Could you reproduce the material below exactly, from the line containing "let mut tone = one_second_tone(44_100, CyclePolicy::Loop);" through its last line, and leave out everything else?

-*-*-

//! Sample producers for the callback thread.
//!
//! A source is the engine's polymorphic "what plays next" capability: it
//! fills a requested slice with mono `i16` samples and tracks its own
//! silent/playing state. Implementations must be allocation-free and
//! bounded-time inside [`AudioSource::fill`]; the callback thread has a hard
//! deadline of one buffer period.

use std::f32::consts::TAU;
use std::sync::Arc;

use crate::config::{CyclePolicy, ToneConfig};
use crate::params::PlaybackParams;
use crate::queue::SampleQueue;

/// A swappable producer of mono PCM.
///
/// State transitions are driven by the engine on the callback thread only,
/// so implementations need no internal synchronization.
pub trait AudioSource: Send {
    /// Fill `out` completely. Inactive sources write silence.
    ///
    /// Must not block, allocate, or perform I/O.
    fn fill(&mut self, out: &mut [i16]);

    /// Begin (or restart) a play-through from the beginning.
    fn start(&mut self);

    /// Return to silence immediately.
    fn stop(&mut self);

    /// Whether the source is currently producing audible content.
    fn is_active(&self) -> bool;
}

/// Sine tone with a linear fade-to-zero envelope over one cycle.
pub struct ToneSource {
    sample_rate_hz: u32,
    total_cycle_samples: u64,
    frequency_hz: f32,
    amplitude: f32,
    policy: CyclePolicy,
    /// Samples emitted into the current play-through. Reset to 0 exactly on
    /// the silent-to-playing transition.
    cursor: u64,
    playing: bool,
}

impl ToneSource {
    pub fn new(tone: &ToneConfig, params: &PlaybackParams) -> Self {
        let cycle_seconds = if tone.cycle_seconds.is_finite() && tone.cycle_seconds > 0.0 {
            tone.cycle_seconds
        } else {
            1.0
        };
        let total_cycle_samples =
            ((params.sample_rate_hz as f64) * (cycle_seconds as f64)).ceil() as u64;

        Self {
            sample_rate_hz: params.sample_rate_hz,
            total_cycle_samples: total_cycle_samples.max(1),
            frequency_hz: tone.frequency_hz,
            amplitude: tone.amplitude.clamp(0.0, 1.0),
            policy: tone.policy,
            cursor: 0,
            playing: false,
        }
    }

    /// Samples emitted into the current play-through.
    pub fn cursor(&self) -> u64 {
        self.cursor
    }

    /// Instantaneous fade multiplier at the current cursor, in `0.0..=1.0`.
    pub fn envelope(&self) -> f32 {
        let remaining = self.total_cycle_samples.saturating_sub(self.cursor);
        remaining as f32 / self.total_cycle_samples as f32
    }

    fn sample_at_cursor(&self) -> i16 {
        let t = self.cursor as f32 / self.sample_rate_hz as f32;
        let v = self.envelope();
        let s = (TAU * self.frequency_hz * t).sin() * v * self.amplitude;
        (s * i16::MAX as f32) as i16
    }
}

impl AudioSource for ToneSource {
    fn fill(&mut self, out: &mut [i16]) {
        if !self.playing {
            out.fill(0);
            return;
        }

        for slot in out.iter_mut() {
            if self.cursor >= self.total_cycle_samples {
                match self.policy {
                    CyclePolicy::Loop => self.cursor = 0,
                    CyclePolicy::Stop => self.playing = false,
                }
            }
            if !self.playing {
                *slot = 0;
                continue;
            }
            *slot = self.sample_at_cursor();
            self.cursor += 1;
        }

        // Exact-boundary fills end the cycle here rather than one call late.
        if self.cursor >= self.total_cycle_samples && self.policy == CyclePolicy::Stop {
            self.playing = false;
        }
    }

    fn start(&mut self) {
        self.cursor = 0;
        self.playing = true;
    }

    fn stop(&mut self) {
        self.playing = false;
    }

    fn is_active(&self) -> bool {
        self.playing
    }
}

/// Adapter for externally produced audio (for example a decoder thread).
///
/// Pulls from a [`SampleQueue`] without waiting; any shortfall is padded with
/// silence, so a starved producer degrades to quiet output instead of a
/// missed deadline. Deactivates once the queue is closed and drained.
pub struct QueueSource {
    queue: Arc<SampleQueue>,
    active: bool,
}

impl QueueSource {
    pub fn new(queue: Arc<SampleQueue>) -> Self {
        Self {
            queue,
            active: false,
        }
    }
}

impl AudioSource for QueueSource {
    fn fill(&mut self, out: &mut [i16]) {
        if !self.active {
            out.fill(0);
            return;
        }

        let pop = self.queue.pop_into(out);
        out[pop.taken..].fill(0);

        if pop.taken == 0 && pop.drained {
            self.active = false;
        }
    }

    fn start(&mut self) {
        self.active = true;
    }

    fn stop(&mut self) {
        self.active = false;
    }

    fn is_active(&self) -> bool {
        self.active
    }
}

#[cfg(test)]
mod tests {
    use super::*;

    fn test_params(rate: u32) -> PlaybackParams {
        PlaybackParams {
            sample_rate_hz: rate,
            frames_per_buffer: 256,
            low_latency: false,
        }
    }

    fn one_second_tone(rate: u32, policy: CyclePolicy) -> ToneSource {
        ToneSource::new(
            &ToneConfig {
                frequency_hz: 440.0,
                cycle_seconds: 1.0,
                amplitude: 0.8,
                policy,
            },
            &test_params(rate),
        )
    }

    #[test]
    fn inactive_tone_fills_silence() {
        let mut tone = one_second_tone(44_100, CyclePolicy::Stop);
        let mut out = [123i16; 64];
        tone.fill(&mut out);
        assert!(out.iter().all(|&s| s == 0));
        assert_eq!(tone.cursor(), 0);
    }

    #[test]
    fn envelope_is_one_at_cycle_start() {
        let mut tone = one_second_tone(44_100, CyclePolicy::Stop);
        tone.start();
        assert!((tone.envelope() - 1.0).abs() < 1e-6);
    }

    #[test]
    fn envelope_is_near_zero_at_cycle_end() {
        let mut tone = one_second_tone(44_100, CyclePolicy::Stop);
        tone.start();
        let mut out = [0i16; 4410];
        for _ in 0..9 {
            tone.fill(&mut out);
        }
        let mut last = [0i16; 4409];
        tone.fill(&mut last);
        // cursor == total - 1
        assert!(tone.is_active());
        assert!(tone.envelope() < 1e-4);
    }

    #[test]
    fn tone_deactivates_after_one_cycle() {
        let mut tone = one_second_tone(44_100, CyclePolicy::Stop);
        tone.start();
        let mut out = [0i16; 441];
        for _ in 0..100 {
            tone.fill(&mut out);
        }
        assert_eq!(tone.cursor(), 44_100);
        assert!(!tone.is_active());

        out.fill(123);
        tone.fill(&mut out);
        assert!(out.iter().all(|&s| s == 0));
    }

    #[test]
    fn tone_deactivates_mid_buffer_and_zero_pads_the_tail() {
        let mut tone = one_second_tone(100, CyclePolicy::Stop);
        tone.start();
        let mut out = [0i16; 150];
        tone.fill(&mut out);
        assert!(!tone.is_active());
        assert!(out[100..].iter().all(|&s| s == 0));
    }

    #[test]
    fn loop_policy_wraps_without_deactivating() {
        let mut tone = one_second_tone(100, CyclePolicy::Loop);
        tone.start();
        let mut out = [0i16; 150];
        tone.fill(&mut out);
        assert!(tone.is_active());
        assert_eq!(tone.cursor(), 50);
        // The wrapped region restarts at full envelope; sample 101 matches
        // sample 1 of a fresh cycle.
        let mut fresh = one_second_tone(100, CyclePolicy::Loop);
        fresh.start();
        let mut first = [0i16; 2];
        fresh.fill(&mut first);
        assert_eq!(out[101], first[1]);
    }

    #[test]
    fn start_resets_cursor() {
        let mut tone = one_second_tone(44_100, CyclePolicy::Stop);
        tone.start();
        let mut out = [0i16; 441];
        tone.fill(&mut out);
        assert_eq!(tone.cursor(), 441);
        tone.start();
        assert_eq!(tone.cursor(), 0);
        assert!(tone.is_active());
    }

    #[test]
    fn stop_silences_immediately() {
        let mut tone = one_second_tone(44_100, CyclePolicy::Loop);
        tone.start();
        tone.stop();
        assert!(!tone.is_active());
        let mut out = [123i16; 16];
        tone.fill(&mut out);
        assert!(out.iter().all(|&s| s == 0));
    }

    #[test]
    fn queue_source_pads_starvation_with_silence() {
        let queue = Arc::new(SampleQueue::new(64));
        let mut src = QueueSource::new(queue.clone());
        src.start();

        queue.push_blocking(&[10, 20, 30]);
        let mut out = [99i16; 8];
        src.fill(&mut out);
        assert_eq!(&out[..3], &[10, 20, 30]);
        assert!(out[3..].iter().all(|&s| s == 0));
        assert!(src.is_active());
    }

    #[test]
    fn queue_source_resumes_when_samples_arrive() {
        let queue = Arc::new(SampleQueue::new(64));
        let mut src = QueueSource::new(queue.clone());
        src.start();

        let mut out = [99i16; 4];
        src.fill(&mut out);
        assert!(out.iter().all(|&s| s == 0));
        assert!(src.is_active());

        queue.push_blocking(&[7, 8]);
        src.fill(&mut out);
        assert_eq!(&out[..2], &[7, 8]);
    }

    #[test]
    fn queue_source_deactivates_after_close_and_drain() {
        let queue = Arc::new(SampleQueue::new(64));
        let mut src = QueueSource::new(queue.clone());
        src.start();

        queue.push_blocking(&[1, 2]);
        queue.close();

        let mut out = [0i16; 4];
        src.fill(&mut out);
        assert!(src.is_active());
        src.fill(&mut out);
        assert!(!src.is_active());
    }
}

-*-*-

- **Exercise output**:
        let mut tone = one_second_tone(44_100, CyclePolicy::Loop);
        tone.start();
        tone.stop();
        assert!(!tone.is_active());
        let mut out = [123i16; 16];
        tone.fill(&mut out);
        assert!(out.iter().all(|&s| s == 0));
    }

    #[test]
    fn queue_source_pads_starvation_with_silence() {
        let queue = Arc::new(SampleQueue::new(64));
        let mut src = QueueSource::new(queue.clone());
        src.start();

        queue.push_blocking(&[10, 20, 30]);
        let mut out = [99i16; 8];
        src.fill(&mut out);
        assert_eq!(&out[..3], &[10, 20, 30]);
        assert!(out[3..].iter().all(|&s| s == 0));
        assert!(src.is_active());
    }

    #[test]
    fn queue_source_resumes_when_samples_arrive() {
        let queue = Arc::new(SampleQueue::new(64));
        let mut src = QueueSource::new(queue.clone());
        src.start();

        let mut out = [99i16; 4];
        src.fill(&mut out);
        assert!(out.iter().all(|&s| s == 0));
        assert!(src.is_active());

        queue.push_blocking(&[7, 8]);
        src.fill(&mut out);
        assert_eq!(&out[..2], &[7, 8]);
    }

    #[test]
    fn queue_source_deactivates_after_close_and_drain() {
        let queue = Arc::new(SampleQueue::new(64));
        let mut src = QueueSource::new(queue.clone());
        src.start();

        queue.push_blocking(&[1, 2]);
        queue.close();

        let mut out = [0i16; 4];
        src.fill(&mut out);
        assert!(src.is_active());
        src.fill(&mut out);
        assert!(!src.is_active());
    }
}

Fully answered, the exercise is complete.